Half Marathon Training:

If you follow my posts, you also know that I am not strict about following a training plan.  I ran my last half marathon on April 15 November 20, 2022.  I broke my foot and had to DNS my half marathons in February, March and April.

Since March 20, I have completed easy SHORT weekday runs and a few longish runs on most weekends.

the plan though I admit it got altered quite frequently

Though I don’t usually care much about my short runs, I usually like to get in a 10, 11 and 12 miler before each half marathon.

Thanks to support from my running friends, I used run/walk intervals and got those long runs done.

They were slow and they all felt very hard.

After the 12 miler, I went to Florida and skipped my long run in favor of a short easy run (in the heat/humidity.)

So I tapered with another SLOW (hard) 10 miler.

refueled with birthday cake!!

Obviously I was a little worried about my endurance. However, I didn’t expect to run the half marathon at a PR pace anyway. I was running it purely for the experience. I was very excited to be back out there racing.

Pre-Race Activities and Preparations:

As I did for the NYC Half Marathon, I planned this race with my two local running friends Sherry and Stan.

thanks to my broken foot, they are now a “couple” – long story

Stan’s friend, Lisa, also decided to come along and support us even though she was not running the race.

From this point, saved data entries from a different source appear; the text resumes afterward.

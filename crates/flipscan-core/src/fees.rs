//! Marketplace fee schedule: referral rates, fulfillment fee tables, and the
//! defaults applied when a product carries no weight or dimensions.
//!
//! [`FeeSchedule::default`] carries the rates the tool has always used; a YAML
//! file loaded with [`load_fee_schedule`] overrides any subset of them.

use std::collections::{BTreeMap, HashSet};
use std::path::Path;

use serde::{Deserialize, Serialize};

use crate::products::{normalize_category, Dimensions};
use crate::ConfigError;

/// Marketplace-fulfillment size tier, smallest first.
#[derive(Debug, Clone, Copy, PartialEq, Eq, Hash, PartialOrd, Ord, Serialize, Deserialize)]
#[serde(rename_all = "snake_case")]
pub enum SizeTier {
    SmallStandard,
    LargeStandard,
    SmallOversize,
    MediumOversize,
    LargeOversize,
    SpecialOversize,
}

impl std::fmt::Display for SizeTier {
    fn fmt(&self, f: &mut std::fmt::Formatter<'_>) -> std::fmt::Result {
        match self {
            SizeTier::SmallStandard => write!(f, "small_standard"),
            SizeTier::LargeStandard => write!(f, "large_standard"),
            SizeTier::SmallOversize => write!(f, "small_oversize"),
            SizeTier::MediumOversize => write!(f, "medium_oversize"),
            SizeTier::LargeOversize => write!(f, "large_oversize"),
            SizeTier::SpecialOversize => write!(f, "special_oversize"),
        }
    }
}

/// One row of a weight table: any weight up to `max_weight_lb` costs `fee`.
#[derive(Debug, Clone, Copy, PartialEq, Serialize, Deserialize)]
pub struct WeightStep {
    pub max_weight_lb: f64,
    pub fee: f64,
}

/// Weight-banded fee: the first step whose ceiling covers the weight wins;
/// heavier items pay `overflow_base` plus `overflow_per_lb` for every pound
/// above `overflow_threshold_lb`.
#[derive(Debug, Clone, PartialEq, Serialize, Deserialize)]
pub struct WeightSchedule {
    pub steps: Vec<WeightStep>,
    pub overflow_base: f64,
    pub overflow_threshold_lb: f64,
    pub overflow_per_lb: f64,
}

impl WeightSchedule {
    #[must_use]
    pub fn fee_for(&self, weight_lb: f64) -> f64 {
        if let Some(step) = self.steps.iter().find(|s| weight_lb <= s.max_weight_lb) {
            return step.fee;
        }
        let over = (weight_lb - self.overflow_threshold_lb).max(0.0);
        self.overflow_base + over * self.overflow_per_lb
    }

    fn flat(max_weight_lb: f64, fee: f64, per_lb: f64) -> Self {
        Self {
            steps: vec![WeightStep { max_weight_lb, fee }],
            overflow_base: fee,
            overflow_threshold_lb: max_weight_lb,
            overflow_per_lb: per_lb,
        }
    }
}

/// Marketplace fulfillment fees for one size tier.
#[derive(Debug, Clone, PartialEq, Serialize, Deserialize)]
pub struct TierFees {
    pub tier: SizeTier,
    pub weight_handling: WeightSchedule,
    pub pick_pack: f64,
    /// Monthly storage charge per cubic foot.
    pub storage_per_cubic_foot: f64,
}

#[derive(Debug, Clone, PartialEq, Serialize, Deserialize)]
#[serde(default)]
pub struct FeeSchedule {
    /// Referral fee percentage applied when a category has no entry in
    /// `category_rates`. `None` makes an unmapped category a configuration
    /// error.
    pub default_referral_rate: Option<f64>,
    /// Referral fee percentage by category name (matched case-insensitively).
    pub category_rates: BTreeMap<String, f64>,
    /// Seller-paid shipping per order for self-fulfilled items.
    pub self_fulfilled: WeightSchedule,
    pub marketplace_tiers: Vec<TierFees>,
    /// Inbound freight to the fulfillment center, per pound.
    pub shipping_to_center_per_lb: f64,
    /// Packaging and labels, as a percentage of the buy price.
    pub other_costs_rate: f64,
    pub default_weight_lb: f64,
    pub default_dimensions: Dimensions,
}

impl Default for FeeSchedule {
    fn default() -> Self {
        Self {
            default_referral_rate: Some(15.0),
            category_rates: BTreeMap::new(),
            self_fulfilled: WeightSchedule {
                steps: vec![
                    WeightStep { max_weight_lb: 1.0, fee: 3.99 },
                    WeightStep { max_weight_lb: 2.0, fee: 5.99 },
                    WeightStep { max_weight_lb: 5.0, fee: 8.99 },
                    WeightStep { max_weight_lb: 10.0, fee: 12.99 },
                ],
                overflow_base: 12.99,
                overflow_threshold_lb: 10.0,
                overflow_per_lb: 0.50,
            },
            marketplace_tiers: default_marketplace_tiers(),
            shipping_to_center_per_lb: 0.50,
            other_costs_rate: 2.0,
            default_weight_lb: 1.0,
            default_dimensions: Dimensions::new(8.0, 6.0, 2.0),
        }
    }
}

fn default_marketplace_tiers() -> Vec<TierFees> {
    vec![
        TierFees {
            tier: SizeTier::SmallStandard,
            weight_handling: WeightSchedule {
                steps: vec![WeightStep { max_weight_lb: 0.5, fee: 2.16 }],
                overflow_base: 2.48,
                overflow_threshold_lb: 0.5,
                overflow_per_lb: 0.0,
            },
            pick_pack: 0.99,
            storage_per_cubic_foot: 0.75,
        },
        TierFees {
            tier: SizeTier::LargeStandard,
            weight_handling: WeightSchedule {
                steps: vec![
                    WeightStep { max_weight_lb: 1.0, fee: 2.73 },
                    WeightStep { max_weight_lb: 2.0, fee: 3.47 },
                ],
                overflow_base: 4.21,
                overflow_threshold_lb: 2.0,
                overflow_per_lb: 0.38,
            },
            pick_pack: 1.20,
            storage_per_cubic_foot: 0.75,
        },
        TierFees {
            tier: SizeTier::SmallOversize,
            weight_handling: WeightSchedule::flat(20.0, 8.26, 0.38),
            pick_pack: 4.72,
            storage_per_cubic_foot: 0.48,
        },
        TierFees {
            tier: SizeTier::MediumOversize,
            weight_handling: WeightSchedule::flat(40.0, 11.37, 0.39),
            pick_pack: 5.42,
            storage_per_cubic_foot: 0.48,
        },
        TierFees {
            tier: SizeTier::LargeOversize,
            weight_handling: WeightSchedule::flat(90.0, 76.57, 0.79),
            pick_pack: 10.53,
            storage_per_cubic_foot: 0.48,
        },
        TierFees {
            tier: SizeTier::SpecialOversize,
            weight_handling: WeightSchedule::flat(90.0, 137.32, 0.91),
            pick_pack: 13.34,
            storage_per_cubic_foot: 0.48,
        },
    ]
}

impl FeeSchedule {
    /// Referral percentage for `category`, falling back to
    /// `default_referral_rate` when the category is missing or unmapped.
    #[must_use]
    pub fn referral_rate(&self, category: Option<&str>) -> Option<f64> {
        let mapped = category.and_then(|c| {
            let wanted = normalize_category(c);
            self.category_rates
                .iter()
                .find(|(name, _)| normalize_category(name) == wanted)
                .map(|(_, rate)| *rate)
        });
        mapped.or(self.default_referral_rate)
    }

    #[must_use]
    pub fn tier_fees(&self, tier: SizeTier) -> Option<&TierFees> {
        self.marketplace_tiers.iter().find(|t| t.tier == tier)
    }

    /// Check the schedule for values no fee computation can use.
    ///
    /// # Errors
    ///
    /// Returns [`ConfigError::Validation`] describing the first problem found.
    pub fn validate(&self) -> Result<(), ConfigError> {
        if let Some(rate) = self.default_referral_rate {
            check_rate("default_referral_rate", rate)?;
        }

        let mut seen_categories = HashSet::new();
        for (name, rate) in &self.category_rates {
            if name.trim().is_empty() {
                return Err(ConfigError::Validation(
                    "category name must be non-empty".to_string(),
                ));
            }
            if !seen_categories.insert(normalize_category(name)) {
                return Err(ConfigError::Validation(format!(
                    "duplicate category rate: '{name}'"
                )));
            }
            check_rate(&format!("category_rates.{name}"), *rate)?;
        }

        check_weight_schedule("self_fulfilled", &self.self_fulfilled)?;

        let mut seen_tiers = HashSet::new();
        for tier in &self.marketplace_tiers {
            if !seen_tiers.insert(tier.tier) {
                return Err(ConfigError::Validation(format!(
                    "duplicate marketplace tier: {}",
                    tier.tier
                )));
            }
            let label = format!("marketplace_tiers.{}", tier.tier);
            check_weight_schedule(&label, &tier.weight_handling)?;
            check_amount(&format!("{label}.pick_pack"), tier.pick_pack)?;
            check_amount(
                &format!("{label}.storage_per_cubic_foot"),
                tier.storage_per_cubic_foot,
            )?;
        }

        check_amount("shipping_to_center_per_lb", self.shipping_to_center_per_lb)?;
        check_rate("other_costs_rate", self.other_costs_rate)?;
        check_amount("default_weight_lb", self.default_weight_lb)?;
        let dims = self.default_dimensions;
        for (field, value) in [
            ("default_dimensions.length_in", dims.length_in),
            ("default_dimensions.width_in", dims.width_in),
            ("default_dimensions.height_in", dims.height_in),
        ] {
            check_amount(field, value)?;
        }

        Ok(())
    }
}

fn check_amount(field: &str, value: f64) -> Result<(), ConfigError> {
    if !value.is_finite() || value < 0.0 {
        return Err(ConfigError::Validation(format!(
            "{field} must be a non-negative number, got {value}"
        )));
    }
    Ok(())
}

fn check_rate(field: &str, value: f64) -> Result<(), ConfigError> {
    check_amount(field, value)?;
    if value > 100.0 {
        return Err(ConfigError::Validation(format!(
            "{field} is a percentage and must not exceed 100, got {value}"
        )));
    }
    Ok(())
}

fn check_weight_schedule(label: &str, schedule: &WeightSchedule) -> Result<(), ConfigError> {
    let mut previous = 0.0_f64;
    for step in &schedule.steps {
        check_amount(&format!("{label}.steps.max_weight_lb"), step.max_weight_lb)?;
        check_amount(&format!("{label}.steps.fee"), step.fee)?;
        if step.max_weight_lb < previous {
            return Err(ConfigError::Validation(format!(
                "{label}.steps must be sorted by max_weight_lb"
            )));
        }
        previous = step.max_weight_lb;
    }
    check_amount(&format!("{label}.overflow_base"), schedule.overflow_base)?;
    check_amount(
        &format!("{label}.overflow_threshold_lb"),
        schedule.overflow_threshold_lb,
    )?;
    check_amount(&format!("{label}.overflow_per_lb"), schedule.overflow_per_lb)
}

/// Load and validate a fee schedule from a YAML file.
///
/// Keys absent from the file keep their [`FeeSchedule::default`] values.
///
/// # Errors
///
/// Returns `ConfigError` if the file cannot be read, parsed, or fails validation.
pub fn load_fee_schedule(path: &Path) -> Result<FeeSchedule, ConfigError> {
    let content = std::fs::read_to_string(path).map_err(|e| ConfigError::FeeFileIo {
        path: path.display().to_string(),
        source: e,
    })?;

    parse_fee_schedule(&content)
}

/// Parse and validate a fee schedule from YAML text.
///
/// # Errors
///
/// Returns `ConfigError` if the text cannot be parsed or fails validation.
pub fn parse_fee_schedule(content: &str) -> Result<FeeSchedule, ConfigError> {
    let schedule: FeeSchedule =
        serde_yaml::from_str(content).map_err(ConfigError::FeeFileParse)?;

    schedule.validate()?;

    Ok(schedule)
}

#[cfg(test)]
#[path = "fees_test.rs"]
mod tests;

We all took the train to Manhattan Friday morning. While on the train, I decided to use my app to check into our hotel.  Well, the reservations had disappeared!! What? So I called the hotel, they gave me some bogus stories about me cancelling my reservations. Long story short, it appears that the hotel had closed and they didn’t notify anyone. Luckily we were able to find another hotel (although it cost a lot more and  it wasn’t within walking distance of the race start).

Once we arrived in Manhattan, we took the subway to our new hotel, left our bags and started carb loading at a nearby restaurant.

After lunch, we took another subway to Pier 2 (near the Brooklyn Bridge) Pre-Race Party location to get our shirts and bibs.

not a fan of the design or color

I didn’t buy anything at the expo although I was tempted to buy another pair of Goodrs.

We took the prerequisite photos

and then headed back by subway to check into our hotel.

As you can tell by the photos, it was a beautiful day (perfect for a race… LOL).

After we checked into our hotel and unpacked, it was time to head out again (by subway) for dinner.

pizza, of course

There was a lot of stress due to the weather predictions for race day:

I laid out my outfit:

Of course, I needed to add a rain poncho, throwaway shirt, etc.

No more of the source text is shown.